それから、今サーバ型というものが言われているのですが、消費者はサーバ型とそれ以外を区別しておりません。そもそも区別があること自体認識しておりません。全く同じ経済効果ですから、同じルールでないことが消費者の想定、理解を超えております。サーバ型とそれ以外につきまして、消費者の使用実態と認識から考えれば、同一ルールが当然適用されてしかるべきだと考えております。

2番目のポイント・サービスについてでございます。

当初のスタート時点では、確かに顧客の囲い込み、エンクロージャーの一環としての性格、販売促進上のおまけ以外のものではなかったことは、私もそう思っておりますし、多数の消費者がそう思っているのだと思います。ただ、現実には、家電業界、クレジット業界、携帯電話業界、航空機業界その他、さまざまなところでポイントが、非常にクローズアップされてきております。当初、値引きの対価だった部分からスタートして、ポイントでの支払がそこの中では可能になってきて、さらにそれが進み、他社とのポイント交換までが可能になってきている事態が起きております。そうしますと、そのような意味では、ポイントを各事業者、業界がいわば生んで育ててはぐくんで、大きく成長させてきました。どこへ行くのか、どこまで行くのかという問題はありますけれども、その結果が現在だと認識しております。取扱事業者の信用性を背景に、既に一種の擬似通貨として、広く使用できるようにしてきたのではないかと思っております。

消費者側もそのポイントに対して、制約はあるけれども、大変便利に使えることに有用性を認めて、なおかつ、ポイントを一種の擬似通貨として既に認識して、ポイントを獲得することは金銭を獲得することだという理解になってきていると思います。この現実をどのように受け止めるかということだと思いますけれども、実態としてこれだけ大規模に普及して、ポイントを持っている人が、それを通貨的に使おうとする人が増えたことからすれば、消費者に与える影響は大変大きいわけです。消費行動に与える影響と消費者の認識という観点から言えば、ポイントに対して一定の制度整備が行われるべきであります。少なくとも倒産したとき、消費者トラブルが増大することはもう火を見るよりも明らかですので、そのようなことが行われなければいけません。逆に一定の制度整備が行われることで、少なくとも、例えばプリペイドカード、前払式証票と同程度の制度としての安定性を消費者に与えることができるのではないかと考えております。

3番目の収納代行サービスと4番目の代金引換サービスについては、ほとんど同じようなことを考えておりますので、一緒にお話をいたします。

収納代行サービスについては、資料のとおりでございまして、消費者から見て利便性が非常に高く、トラブルも大変少ないです。銀行口座振替に代わるものとしてもう既に定着しております。そもそも、収納代行サービスという言い方が、消費者には何のことだかわかりません。むしろ、「コンビニ決済」と言うほうが大変わかりやすいのではないかと思います。そのように言えば、すぐわかるのではないかというほど、既に日常的なサービスとして我々は使用しています。
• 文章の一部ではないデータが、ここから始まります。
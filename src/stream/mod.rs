//! Event delivery: connection registry, per-job emitters, and transports.

pub mod emitter;
mod keep_alive;
pub mod lifecycle;
pub mod registry;
pub mod sweeper;
pub mod transport;

pub use emitter::EventEmitter;
pub use lifecycle::StreamState;
pub use registry::{ConnectionInfo, ConnectionRegistry, ShutdownTicket, StreamStats};
pub use sweeper::spawn_idle_sweeper;
pub use transport::{ChannelSink, EventSink};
その場合消費者は、銀行とコンビニエンスストアの差、例えば法的な効果という難しいレベルの話ではなくても、例えばそれにセーフティーネットがあるのだろうか、ないのだろうか。分別管理が適切に行われているのだろうか、どうだろうかというレベルです。消費者から見て、自分が支払った相手から本来の債権者に行くまでのお金を渡す、いわばトンネルみたいなところ、そこの仕組みや内容を全く意識しておりません。知らないです。消費者にとって代金決済は単なる手段、ツールに過ぎませんので、適切に決済されればいいわけです。口座振替よりも便利だから選択している状況だと思われます。
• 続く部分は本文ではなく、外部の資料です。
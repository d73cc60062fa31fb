//! Shared test helpers for registry and emitter integration tests.
//!
//! Provides a recording [`EventSink`] that captures every frame, counts
//! `end` calls and can be told to fail writes, plus registry construction
//! with short test timings.

use std::sync::atomic::{AtomicBool, AtomicUsize, Ordering};
use std::sync::{Arc, Mutex};

use agent_stream::config::StreamConfig;
use agent_stream::models::event::KEEP_ALIVE_FRAME;
use agent_stream::stream::{ConnectionRegistry, EventEmitter, EventSink};
use agent_stream::{AppError, Result};
use bytes::Bytes;

/// In-memory sink that records frames as text.
#[derive(Default)]
pub struct RecordingSink {
    frames: Mutex<Vec<String>>,
    ends: AtomicUsize,
    ended: AtomicBool,
    fail_writes: AtomicBool,
}

impl RecordingSink {
    pub fn new() -> Arc<Self> {
        Arc::new(Self::default())
    }

    /// Make every following write fail as if the client vanished.
    pub fn fail_writes(&self) {
        self.fail_writes.store(true, Ordering::SeqCst);
    }

    /// Raw frames in write order.
    pub fn frames(&self) -> Vec<String> {
        self.frames.lock().unwrap().clone()
    }

    /// Decoded `data:` payloads, keep-alives excluded.
    pub fn events(&self) -> Vec<serde_json::Value> {
        self.frames()
            .iter()
            .filter_map(|frame| frame.strip_prefix("data: "))
            .map(|json| serde_json::from_str(json.trim_end()).expect("event json"))
            .collect()
    }

    /// The `type` field of every event, in order.
    pub fn event_types(&self) -> Vec<String> {
        self.events()
            .iter()
            .map(|event| event["type"].as_str().expect("type").to_owned())
            .collect()
    }

    pub fn keep_alive_count(&self) -> usize {
        self.frames()
            .iter()
            .filter(|frame| frame.as_str() == KEEP_ALIVE_FRAME)
            .count()
    }

    pub fn end_count(&self) -> usize {
        self.ends.load(Ordering::SeqCst)
    }
}

impl EventSink for RecordingSink {
    fn write(&self, frame: Bytes) -> Result<()> {
        if self.ended.load(Ordering::SeqCst) {
            return Err(AppError::Transport("stream already ended".into()));
        }
        if self.fail_writes.load(Ordering::SeqCst) {
            return Err(AppError::Transport("client disconnected".into()));
        }
        let text = String::from_utf8(frame.to_vec()).expect("utf8 frame");
        self.frames.lock().unwrap().push(text);
        Ok(())
    }

    fn end(&self) {
        self.ends.fetch_add(1, Ordering::SeqCst);
        self.ended.store(true, Ordering::SeqCst);
    }

    fn is_closed(&self) -> bool {
        self.ended.load(Ordering::SeqCst)
    }
}

/// Stream settings with short timings; keep-alive and idle sweeps are
/// pushed far out so they stay quiet unless a test asks for them.
pub fn test_stream_config() -> StreamConfig {
    StreamConfig {
        max_concurrent_streams: 3,
        keep_alive_interval_ms: 600_000,
        idle_timeout_ms: 600_000,
        idle_sweep_interval_ms: 600_000,
        stage1_delay_ms: 50,
        stage2_delay_ms: 100,
    }
}

pub fn test_registry() -> Arc<ConnectionRegistry> {
    ConnectionRegistry::new(test_stream_config())
}

/// Open `job_id` on a fresh recording sink and return an emitter for it.
pub fn open_job(
    registry: &Arc<ConnectionRegistry>,
    job_id: &str,
) -> (Arc<RecordingSink>, EventEmitter) {
    let sink = RecordingSink::new();
    registry
        .open(job_id, Arc::clone(&sink) as Arc<dyn EventSink>)
        .expect("open stream");
    (sink, EventEmitter::new(job_id, Arc::clone(registry)))
}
代金引換サービスについても同様でございます。収納代行サービスと同様に利便性が高く、一応消費者トラブルはあると書きましたが、ほとんど代金引換サービスそのもの、いわゆる代引きサービスそのものというよりは、消費者と代金引換サービス以前の販売業者によるものがほとんどでございます。これが代金引換サービスではなくて、代金引換郵便でも、いきなり商品を送ってきて、家の人がわからないでお金を払ってしまうというレベルのトラブルはあります。この2つの収納代行サービスと代金引換サービスを両方とも消費者は隔地者間の決済方法ということで、自分の都合に適した方法を選択しています。在宅しているなら代金引換サービスを使い、外出して払うならコンビニ決済を使うというような格好で選択しているのが日常です。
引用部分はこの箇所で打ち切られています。